So, culture shock. I thought I would experience culture shock when I first arrived nearly a month ago, or when I returned to the "Western" world, but instead, it's the dichotomy of cultures within this country that is so strange.
For our day off, the team has been going to one of the ENORMOUS malls here. And still, I have never felt so unsettled or uncomfortable in all my life as I do here, on a day that is supposed to be restful. It's not even the strangeness of the disparity between the rich and poor here that really unsettles me. Even with our day to day life working in a slum, clearing away years' worth of trash and filth from people's makeshift homes or trying to bring any sort of aid to a people with nothing, I thought I would enjoy sitting in air conditioning, reading and drinking coffee.
But instead, this chaotic mess of lights and sound and taste makes me want to bury my head beneath something thick and heavy. I have more than once today wished I was back at the slum, talking to Ross or just sitting with people there. Weird. John told me that he never felt so alive as when he was doing his outreach, and I see exactly what he means. At first I thought he just meant "raw" as in, everything was stripped away, and his heart was newly hurt and newly healed and the sin that so easily entangles was for once being left behind. But I think he meant that his heart and soul were alive in the reality that this life does not satisfy.

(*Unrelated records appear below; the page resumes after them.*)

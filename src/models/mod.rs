use chrono::{DateTime, Duration, Utc};
use serde::{Deserialize, Deserializer, Serialize};

/// Geographic centre of Singapore, used whenever an address cannot be resolved
pub const SINGAPORE_CENTER: Coordinates = Coordinates {
    latitude: 1.3521,
    longitude: 103.8198,
};

/// Image shown on map pins for listings without a photo
pub const PLACEHOLDER_IMAGE: &str = "/placeholder.jpg";

/// Listings created within this many days are flagged as new
const NEW_LISTING_DAYS: i64 = 7;

/// A latitude/longitude pair
#[derive(Debug, Clone, Copy, Serialize, Deserialize, PartialEq)]
pub struct Coordinates {
    pub latitude: f64,
    pub longitude: f64,
}

impl Coordinates {
    pub const fn new(latitude: f64, longitude: f64) -> Self {
        Self {
            latitude,
            longitude,
        }
    }

    /// True when this is the fallback pin rather than a real resolution
    pub fn is_fallback(&self) -> bool {
        *self == SINGAPORE_CENTER
    }
}

/// Rental listing as served by the backend
#[derive(Debug, Clone, Serialize, Deserialize, PartialEq)]
pub struct Property {
    pub id: i64,
    #[serde(default)]
    pub owner: Option<i64>,
    #[serde(default)]
    pub title: String,
    #[serde(default)]
    pub block: Option<String>,
    #[serde(default)]
    pub street_name: String,
    #[serde(default)]
    pub location: String,
    #[serde(default)]
    pub town: Option<String>,
    #[serde(default)]
    pub city: String,
    #[serde(default)]
    pub zip_code: Option<String>,
    #[serde(deserialize_with = "de_price")]
    pub price: f64,
    #[serde(default)]
    pub bedrooms: u32,
    #[serde(default)]
    pub bathrooms: u32,
    #[serde(default)]
    pub square_feet: u32,
    #[serde(default, alias = "type")]
    pub property_type: String,
    /// Entire place / private room / shared room, when the listing says
    #[serde(default)]
    pub place_type: Option<String>,
    #[serde(default)]
    pub status: String,
    #[serde(default)]
    pub amenities: Vec<String>,
    #[serde(default)]
    pub description: Option<String>,
    #[serde(default)]
    pub image: Option<String>,
    #[serde(default)]
    pub address: Option<String>,
    #[serde(default)]
    pub latitude: Option<f64>,
    #[serde(default)]
    pub longitude: Option<f64>,
    #[serde(default)]
    pub created_at: Option<DateTime<Utc>>,
}

impl Property {
    /// Address string handed to the geocoder.
    ///
    /// Uses the explicit `address` when present, otherwise block + street name,
    /// followed by the postal code and a country suffix. Missing parts are skipped.
    pub fn full_address(&self) -> String {
        let street = match self.address.as_deref().map(str::trim) {
            Some(addr) if !addr.is_empty() => addr.to_string(),
            _ => match self.block.as_deref().map(str::trim) {
                Some(block) if !block.is_empty() => {
                    format!("{} {}", block, self.street_name.trim())
                }
                _ => self.street_name.trim().to_string(),
            },
        };

        let mut parts = Vec::with_capacity(3);
        if !street.is_empty() {
            parts.push(street);
        }
        if let Some(zip) = self.zip_code.as_deref().map(str::trim) {
            if !zip.is_empty() {
                parts.push(zip.to_string());
            }
        }
        parts.push("Singapore".to_string());
        parts.join(", ")
    }

    /// Coordinates already stored on the listing by the backend
    pub fn stored_coordinates(&self) -> Option<Coordinates> {
        match (self.latitude, self.longitude) {
            (Some(lat), Some(lng)) => Some(Coordinates::new(lat, lng)),
            _ => None,
        }
    }

    /// Whether the listing was created in the last week
    pub fn is_new(&self, now: DateTime<Utc>) -> bool {
        self.created_at
            .map(|created| created > now - Duration::days(NEW_LISTING_DAYS))
            .unwrap_or(false)
    }
}

/// A property annotated with a map coordinate
#[derive(Debug, Clone, Serialize, PartialEq)]
pub struct LocatedProperty {
    #[serde(flatten)]
    pub property: Property,
    pub coordinates: Coordinates,
    /// False when `coordinates` is the fallback pin
    pub resolved: bool,
}

impl LocatedProperty {
    pub fn map_pin(&self) -> MapPin {
        MapPin {
            id: self.property.id,
            title: self.property.title.clone(),
            price: self.property.price,
            location: self.property.location.clone(),
            coordinates: self.coordinates,
            image: self
                .property
                .image
                .clone()
                .filter(|img| !img.is_empty())
                .unwrap_or_else(|| PLACEHOLDER_IMAGE.to_string()),
        }
    }
}

/// Compact projection rendered as a marker on the map view
#[derive(Debug, Clone, Serialize, PartialEq)]
pub struct MapPin {
    pub id: i64,
    pub title: String,
    pub price: f64,
    pub location: String,
    pub coordinates: Coordinates,
    pub image: String,
}

/// The backend serialises decimal prices as strings ("2500.00")
fn de_price<'de, D>(deserializer: D) -> Result<f64, D::Error>
where
    D: Deserializer<'de>,
{
    #[derive(Deserialize)]
    #[serde(untagged)]
    enum RawPrice {
        Number(f64),
        Text(String),
    }

    let price = match RawPrice::deserialize(deserializer)? {
        RawPrice::Number(n) => n,
        RawPrice::Text(s) => s
            .trim()
            .parse::<f64>()
            .map_err(|e| serde::de::Error::custom(format!("invalid price {:?}: {}", s, e)))?,
    };

    if !price.is_finite() {
        return Err(serde::de::Error::custom(format!("price must be finite, got {}", price)));
    }
    Ok(price)
}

We were made for something else.
I can feel my eyes glaze over and my heart quicken as I stare at the brightly lit stores here. And it seems like I am never so hungry as I am here, looking at 23432 restaurants which boast of cuisine from all over the world: sweet, spicy, salty, exotic, decadent. And still, my soul is an unrest. Nothing here satisfies. I can't buy enough. I can't taste enough. I can't see enough.
Yesterday I wrote in my journal that the Lord would 'ruin' me for the ordinary in this life. And, apparently, He does answer prayer. Because here, I feel ruined. I am alive to the fact that He satisfies like nothing can or ever will. Spending hours fighting traffic in exhausting heat just to get to our slum to give a hug or bring something to eat or a shirt to wear seems so much more restful right now than any of this that surrounds me right now.
And so, I am alive. I am alive to something else. I am alive to something other than just a 'new me.' I am live to Him and His heart.
It is there that my soul has found rest.